# [Work task]
Starting with the first line of the records, write out each line exactly until you have included the line containing "pub struct ManualClock".

# [Data for analysis]

//! Injected time source
//!
//! Everything that stamps or compares times (the ticket store, TTL caches,
//! analytics) reads the current instant through [`Clock`] so tests can pin it.

use chrono::{DateTime, Duration, Utc};
use parking_lot::Mutex;

pub trait Clock: Send + Sync {
    fn now(&self) -> DateTime<Utc>;
}

/// Wall clock
#[derive(Debug, Default, Clone, Copy)]
pub struct SystemClock;

impl Clock for SystemClock {
    fn now(&self) -> DateTime<Utc> {
        Utc::now()
    }
}

/// A clock that only moves when told to.
#[derive(Debug)]
pub struct ManualClock {
    now: Mutex<DateTime<Utc>>,
}

impl ManualClock {
    pub fn new(start: DateTime<Utc>) -> Self {
        Self {
            now: Mutex::new(start),
        }
    }

    pub fn set(&self, to: DateTime<Utc>) {
        *self.now.lock() = to;
    }

    pub fn advance(&self, by: Duration) {
        let mut now = self.now.lock();
        *now += by;
    }
}

impl Clock for ManualClock {
    fn now(&self) -> DateTime<Utc> {
        *self.now.lock()
    }
}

# [Answer below]
//! Injected time source
//!
//! Everything that stamps or compares times (the ticket store, TTL caches,
//! analytics) reads the current instant through [`Clock`] so tests can pin it.

use chrono::{DateTime, Duration, Utc};
use parking_lot::Mutex;

pub trait Clock: Send + Sync {
    fn now(&self) -> DateTime<Utc>;
}

/// Wall clock
#[derive(Debug, Default, Clone, Copy)]
pub struct SystemClock;

impl Clock for SystemClock {
    fn now(&self) -> DateTime<Utc> {
        Utc::now()
    }
}

/// A clock that only moves when told to.
#[derive(Debug)]
pub struct ManualClock {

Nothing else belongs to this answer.